Last week, it announced a further 18,000 flights for the winter season had also been cancelled.
The airline added that it had refunded/re-accommodated 98% of customers who were affected in September and October, while it was still waiting to hear from the final 2%.
Some 11.8 mln passengers were carried in the month to September 17 against 10.8 mln the previous year, in spite of the cancellations, which it blamed on a change in the holiday year to January to December from April to March.
Load factor, or how full the planes were, rose by 2 percentage points to 97%.
Rival WizzAir PLC (LON:WIZZ), meanwhile, reported another surge in traffic over the same period. Passenger numbers rose by 26% in September to 2.7 mln with the load factor rising by 1.3 percentage points to 92.9%.
The airline did not say if it had received a boost from disgruntled Ryanair passengers switching carriers.

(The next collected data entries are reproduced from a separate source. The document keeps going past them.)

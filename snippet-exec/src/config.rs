use serde::{Deserialize, Serialize};
use std::path::{Path, PathBuf};

use crate::{
    error::Error,
    types::{HarnessMode, ResourceLimits},
};

/// Sandbox settings, usually read from a TOML file.
///
/// ```toml
/// interpreter = "python3"
/// harness = "run-as-module"
/// max_concurrent_executions = 4
///
/// [limits]
/// cpu_time_ms = 2000
/// memory_mb = 128
/// wall_clock_ms = 3000
/// ```
#[derive(Debug, Clone, PartialEq, Eq, Serialize, Deserialize)]
#[serde(default)]
pub struct SandboxConfig {
    /// Interpreter command or path
    pub interpreter: String,
    /// Harness mode used when a request does not name one
    pub harness: HarnessMode,
    /// Maximum number of guests running at once
    pub max_concurrent_executions: usize,
    /// Parent directory for per-request work directories
    pub work_root: Option<PathBuf>,
    /// Limits used when a request does not carry its own
    pub limits: ResourceLimits,
}

impl Default for SandboxConfig {
    fn default() -> Self {
        Self {
            interpreter: "python3".to_string(),
            harness: HarnessMode::default(),
            max_concurrent_executions: 10,
            work_root: None,
            limits: ResourceLimits::default(),
        }
    }
}

impl SandboxConfig {
    pub fn from_toml_str(contents: &str) -> Result<Self, Error> {
        let table: toml::Table =
            toml::from_str(contents).map_err(|e| Error::Config(e.to_string()))?;
        let wall_clock_set = table
            .get("limits")
            .and_then(|limits| limits.get("wall_clock_ms"))
            .is_some();
        let mut config: SandboxConfig = table
            .try_into()
            .map_err(|e: toml::de::Error| Error::Config(e.to_string()))?;
        // The watchdog follows the CPU budget unless configured separately.
        if !wall_clock_set {
            config.limits.wall_clock = config.limits.cpu_time;
        }
        config.validate()?;
        Ok(config)
    }

    pub async fn load(path: impl AsRef<Path>) -> Result<Self, Error> {
        let path = path.as_ref();
        let contents = tokio::fs::read_to_string(path).await.map_err(|e| {
            Error::Config(format!("Failed to read {}: {}", path.display(), e))
        })?;
        Self::from_toml_str(&contents)
    }

    pub fn validate(&self) -> Result<(), Error> {
        if self.interpreter.trim().is_empty() {
            return Err(Error::Config("interpreter must not be empty".to_string()));
        }
        if self.max_concurrent_executions == 0 {
            return Err(Error::Config(
                "max_concurrent_executions must be at least 1".to_string(),
            ));
        }
        self.limits
            .validate()
            .map_err(|e| Error::Config(format!("invalid limits: {}", e)))
    }
}
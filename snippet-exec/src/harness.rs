use std::fs;
use std::io;
use std::path::{Path, PathBuf};
use tempfile::TempDir;
use tracing::{debug, error};

use crate::{error::Error, executor::GuestLanguage, types::ExecutionRequest};

/// Allocates work directories and materializes guest programs in them.
#[derive(Debug, Clone, Default)]
pub struct Harness {
    /// Parent of the per-request directories, the system temp dir when unset
    work_root: Option<PathBuf>,
}

impl Harness {
    pub fn new(work_root: Option<PathBuf>) -> Self {
        Self { work_root }
    }

    /// Render the request's snippet and tests into a guest file inside a
    /// fresh directory owned by the returned program.
    pub async fn build(
        &self,
        language: &dyn GuestLanguage,
        request: &ExecutionRequest,
    ) -> Result<GuestProgram, Error> {
        let mut builder = tempfile::Builder::new();
        builder.prefix("sandbox-");
        // Random name with exclusive create.
        let dir = match &self.work_root {
            Some(root) => builder.tempdir_in(root),
            None => builder.tempdir(),
        }
        .map_err(|e| Error::Sandbox(format!("Failed to create sandbox directory: {}", e)))?;
        #[cfg(unix)]
        {
            use std::os::unix::fs::PermissionsExt;
            fs::set_permissions(dir.path(), fs::Permissions::from_mode(0o700)).map_err(|e| {
                Error::Sandbox(format!("Failed to restrict sandbox directory: {}", e))
            })?;
        }

        let program = language.render(&request.source_code, &request.test_code, request.harness);
        let entry = language.write_program(dir.path(), &program).await?;

        debug!(
            "Materialized {} guest at {} ({} bytes)",
            request.harness,
            entry.display(),
            program.len()
        );

        Ok(GuestProgram {
            dir: Some(dir),
            entry,
        })
    }
}

/// A guest file in its exclusively owned directory. Dropping it removes the
/// directory and everything the guest left inside it.
#[derive(Debug)]
pub struct GuestProgram {
    dir: Option<TempDir>,
    entry: PathBuf,
}

impl GuestProgram {
    pub fn root_dir(&self) -> &Path {
        match &self.dir {
            Some(dir) => dir.path(),
            None => self.entry.parent().unwrap_or(Path::new("/")),
        }
    }

    pub fn entry(&self) -> &Path {
        &self.entry
    }
}

impl Drop for GuestProgram {
    fn drop(&mut self) {
        let Some(dir) = self.dir.take() else {
            return;
        };
        let path = dir.path().to_path_buf();
        if let Err(e) = dir.close() {
            // The guest may have stripped permissions off what it created.
            if let Err(retry) = restore_permissions(&path).and_then(|_| fs::remove_dir_all(&path))
            {
                error!(
                    "Failed to clean up sandbox directory {}: {} ({})",
                    path.display(),
                    e,
                    retry
                );
            }
        }
    }
}

#[cfg(unix)]
fn restore_permissions(path: &Path) -> io::Result<()> {
    use std::os::unix::fs::PermissionsExt;

    let metadata = fs::symlink_metadata(path)?;
    if !metadata.is_dir() {
        return Ok(());
    }
    fs::set_permissions(path, fs::Permissions::from_mode(0o700))?;
    for entry in fs::read_dir(path)? {
        restore_permissions(&entry?.path())?;
    }
    Ok(())
}

#[cfg(not(unix))]
fn restore_permissions(_path: &Path) -> io::Result<()> {
    Ok(())
}
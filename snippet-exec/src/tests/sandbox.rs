use std::time::Instant;
use tempfile::tempdir;
use tokio::time::Duration;

use super::{
    fixtures::sandbox_guests::*,
    python_missing,
    utils::{
        defaults::{default_test_limits, short_timeout_limits, teardown_slack},
        guests::run_inline,
        processes::wait_until_gone,
    },
};
use crate::{
    limits::platform_limits, supervisor::GuestCommand, Error, ResourceLimits, Result, Supervisor,
};

#[tokio::test]
async fn test_sandbox_basic() -> Result<()> {
    if python_missing() {
        return Ok(());
    }
    let dir = tempdir()?;
    let outcome = run_inline(dir.path(), "print('Hello')", &default_test_limits()).await?;
    assert!(outcome.status.success());
    assert_eq!(outcome.stdout.to_text().trim(), "Hello");
    assert!(outcome.stderr.bytes.is_empty());
    assert!(!outcome.timed_out);
    Ok(())
}

#[tokio::test]
async fn test_sandbox_stdin_is_closed() -> Result<()> {
    if python_missing() {
        return Ok(());
    }
    let dir = tempdir()?;
    let outcome = run_inline(dir.path(), READ_STDIN, &default_test_limits()).await?;
    assert_eq!(outcome.stdout.to_text().trim(), "''");
    Ok(())
}

#[tokio::test]
async fn test_sandbox_environment_is_cleared() -> Result<()> {
    if python_missing() {
        return Ok(());
    }
    std::env::set_var("SNIPPET_EXEC_HOST_SECRET", "leak");
    let dir = tempdir()?;
    let outcome = run_inline(dir.path(), ENV_DUMP, &default_test_limits()).await?;
    let stdout = outcome.stdout.to_text();
    assert!(!stdout.contains("SNIPPET_EXEC_HOST_SECRET"));
    assert!(stdout.contains("PATH"));
    Ok(())
}

#[tokio::test]
async fn test_sandbox_runs_in_work_dir() -> Result<()> {
    if python_missing() {
        return Ok(());
    }
    let dir = tempdir()?;
    let outcome = run_inline(dir.path(), WRITE_CWD, &default_test_limits()).await?;
    assert!(outcome.status.success());
    let written = std::fs::read_to_string(dir.path().join("scratch.txt"))?;
    assert_eq!(written, "guest data");
    Ok(())
}

#[tokio::test]
async fn test_sandbox_timeout_reaps_guest() -> Result<()> {
    if python_missing() {
        return Ok(());
    }
    let dir = tempdir()?;
    let started = Instant::now();
    let outcome = run_inline(dir.path(), PID_THEN_SPIN, &short_timeout_limits()).await?;

    assert!(outcome.timed_out);
    assert!(started.elapsed() < Duration::from_millis(1000) + teardown_slack());

    let pid: i32 = outcome.stdout.to_text().trim().parse().unwrap();
    assert!(wait_until_gone(pid, Duration::from_millis(100)).await);
    Ok(())
}

#[tokio::test]
async fn test_sandbox_timeout_kills_process_group() -> Result<()> {
    if python_missing() || super::skip_if_not_available(&["sleep"]) {
        return Ok(());
    }
    let dir = tempdir()?;
    let started = Instant::now();
    let outcome = run_inline(dir.path(), FORK_THEN_HANG, &short_timeout_limits()).await?;

    assert!(outcome.timed_out);
    assert!(started.elapsed() < Duration::from_millis(1000) + teardown_slack());

    let grandchild: i32 = outcome.stdout.to_text().trim().parse().unwrap();
    assert!(wait_until_gone(grandchild, Duration::from_secs(2)).await);
    Ok(())
}

#[tokio::test]
async fn test_sandbox_natural_exit_kills_leftover_children() -> Result<()> {
    if python_missing() || super::skip_if_not_available(&["sleep"]) {
        return Ok(());
    }
    let dir = tempdir()?;
    let started = Instant::now();
    let outcome = run_inline(dir.path(), FORK_THEN_EXIT, &default_test_limits()).await?;

    assert!(outcome.status.success());
    assert!(!outcome.timed_out);
    assert!(started.elapsed() < Duration::from_secs(2));

    // The guest's own output survives even though the child shared its pipes.
    assert!(!outcome.stdout.truncated);
    let stdout = outcome.stdout.to_text();
    let pid: i32 = stdout
        .trim()
        .strip_prefix("spawned ")
        .unwrap_or_else(|| panic!("unexpected stdout {:?}", stdout))
        .parse()
        .unwrap();
    assert!(wait_until_gone(pid, Duration::from_secs(2)).await);
    Ok(())
}

#[tokio::test]
async fn test_sandbox_cpu_limit_raises_sigxcpu() -> Result<()> {
    if python_missing() {
        return Ok(());
    }
    use std::os::unix::process::ExitStatusExt;

    // One CPU second, but a generous watchdog so the kernel limit fires first.
    let limits = ResourceLimits::from_millis_and_mb(1000, 256)
        .with_wall_clock(Duration::from_secs(10));
    let dir = tempdir()?;
    let outcome = run_inline(dir.path(), "while True: pass", &limits).await?;

    assert!(!outcome.timed_out);
    let signal = outcome.status.signal();
    assert!(
        signal == Some(nix::sys::signal::Signal::SIGXCPU as i32)
            || signal == Some(nix::sys::signal::Signal::SIGKILL as i32),
        "unexpected status {:?}",
        outcome.status
    );
    assert!(outcome.wall_time < Duration::from_secs(5));
    Ok(())
}

#[tokio::test]
async fn test_sandbox_output_is_capped() -> Result<()> {
    if python_missing() {
        return Ok(());
    }
    let limits = ResourceLimits {
        max_output: 1000,
        ..default_test_limits()
    };
    let dir = tempdir()?;
    let outcome = run_inline(dir.path(), LOUD, &limits).await?;

    assert!(outcome.status.success());
    assert_eq!(outcome.stdout.bytes.len(), 1000);
    assert!(outcome.stdout.truncated);
    Ok(())
}

#[tokio::test]
async fn test_sandbox_spawn_failure_is_error() {
    let dir = tempdir().unwrap();
    let command = GuestCommand {
        program: dir.path().join("no-such-interpreter"),
        args: vec![],
        env: vec![],
        work_dir: dir.path().to_path_buf(),
    };
    let limits = default_test_limits();
    let result = Supervisor::new(platform_limits(&limits), limits.wall_clock, limits.max_output)
        .run(&command)
        .await;
    assert!(matches!(result, Err(Error::Spawn(_))));
}
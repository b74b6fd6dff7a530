use thiserror::Error;

/// Infrastructure faults raised while preparing or supervising a guest.
///
/// Nothing the guest program does is reported through this type; guest
/// problems always end up as a [`crate::Verdict::Failure`].
#[derive(Error, Debug)]
pub enum Error {
    #[error("Language not supported: {0}")]
    UnsupportedLanguage(String),

    #[error("Invalid request: {0}")]
    InvalidRequest(String),

    #[error("Failed to spawn interpreter: {0}")]
    Spawn(String),

    #[error("Sandbox error: {0}")]
    Sandbox(String),

    #[error("Configuration error: {0}")]
    Config(String),

    #[error("System error: {0}")]
    System(String),

    #[error("IO error: {0}")]
    Io(#[from] std::io::Error),
}
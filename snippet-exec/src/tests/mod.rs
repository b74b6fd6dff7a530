use std::time::Instant;

use crate::{
    execute, languages::skip_if_not_available, CodeExecutionService, CodeExecutor,
    ExecutionRequest, Verdict,
};

mod sandbox;
mod utils;

use fixtures::{code_samples::*, test_scripts::*};
use utils::defaults::teardown_slack;

fn python_missing() -> bool {
    skip_if_not_available(&["python3"])
}

#[tokio::test]
async fn test_passing_assertions_succeed() {
    if python_missing() {
        return;
    }
    let result = execute(ADD, ADD_PASSES, 5000, 256).await;
    assert_eq!(result.verdict, Verdict::Success, "{}", result.message);
    assert_eq!(result.message, "Code Executed Successfully");
}

#[tokio::test]
async fn test_failing_assertion_is_failure_with_diagnostic() {
    if python_missing() {
        return;
    }
    let result = execute(ADD_BROKEN, ADD_PASSES, 5000, 256).await;
    assert_eq!(result.verdict, Verdict::Failure);
    assert!(result.message.contains("AssertionError"), "{}", result.message);
    assert!(!result.stats.timed_out);
}

#[tokio::test]
async fn test_multiline_snippet_with_several_assertions() {
    if python_missing() {
        return;
    }
    let result = execute(ADD_MULTILINE, ADD_ALL, 5000, 256).await;
    assert_eq!(result.verdict, Verdict::Success, "{}", result.message);
}

#[tokio::test]
async fn test_busy_loop_times_out_within_bound() {
    if python_missing() {
        return;
    }
    let started = Instant::now();
    let result = execute(BUSY_LOOP, CALL_F, 1000, 256).await;
    let elapsed = started.elapsed();

    assert_eq!(result.verdict, Verdict::Failure);
    assert!(result.message.contains("timed out"), "{}", result.message);
    assert!(
        elapsed < std::time::Duration::from_millis(1000) + teardown_slack(),
        "took {:?}",
        elapsed
    );
}

#[tokio::test]
async fn test_blocking_guest_is_killed_by_watchdog() {
    if python_missing() {
        return;
    }
    // Sleeping burns no CPU, so only the watchdog can stop it.
    let started = Instant::now();
    let result = execute(SLEEPER, CALL_NAP, 1000, 256).await;

    assert_eq!(result.verdict, Verdict::Failure);
    assert_eq!(result.message, "Execution timed out after 1000 ms");
    assert!(result.stats.timed_out);
    assert!(started.elapsed() < std::time::Duration::from_millis(1000) + teardown_slack());
}

#[tokio::test]
async fn test_memory_hog_fails_quickly() {
    if python_missing() {
        return;
    }
    let started = Instant::now();
    let result = execute(MEMORY_HOG, CALL_HOG, 5000, 128).await;

    assert_eq!(result.verdict, Verdict::Failure);
    assert!(result.message.contains("Memory limit of 128 MB exceeded"), "{}", result.message);
    assert!(!result.stats.timed_out);
    assert!(started.elapsed() < std::time::Duration::from_secs(5));
}

#[tokio::test]
async fn test_list_allocation_beyond_limit_fails() {
    if python_missing() {
        return;
    }
    let result = execute(LIST_HOG, CALL_LIST_HOG, 5000, 50).await;
    assert_eq!(result.verdict, Verdict::Failure);
}

#[tokio::test]
async fn test_service_and_function_agree() {
    if python_missing() {
        return;
    }
    let service = CodeExecutionService::new(1, CodeExecutor::default());
    let from_service = service
        .execute(ExecutionRequest::new(ADD_BROKEN, ADD_PASSES))
        .await;
    let from_function = execute(ADD_BROKEN, ADD_PASSES, 5000, 256).await;

    // Tracebacks name each run's own directory, so compare the exception.
    let final_line = |stderr: &str| stderr.trim_end().lines().last().map(str::to_owned);
    assert_eq!(from_service.verdict, from_function.verdict);
    assert_eq!(from_service.stats.exit_code, from_function.stats.exit_code);
    assert_eq!(final_line(&from_service.stderr), final_line(&from_function.stderr));
    assert!(
        from_service.message.contains("AssertionError"),
        "{}",
        from_service.message
    );
}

'Passenger numbers no guide to profitability'
Neil Wilson, senior market analyst at ETX Capital said: "Of course it is too early to assess reputational damage from these figures, but it does signal that it is still enjoying strong growth fuelled by price cuts. And demand in the European short-haul budget sector appears robust as Wizz Air has also reported a big jump in passengers.
“But as the recent airline failures show, passenger numbers alone are not a particularly good indicator of health. Monarch carried 14% more passengers last year but for £100mlm less revenue. Airlines continue to cut fares to grow market share and this is coming at the expense of profit margins. The problem of over-capacity and overly-aggressive pricing is not going away until we see more consolidation.”
Ryanair shares were flat at €16.90, while WizzAir added 0.5% to 3,014p.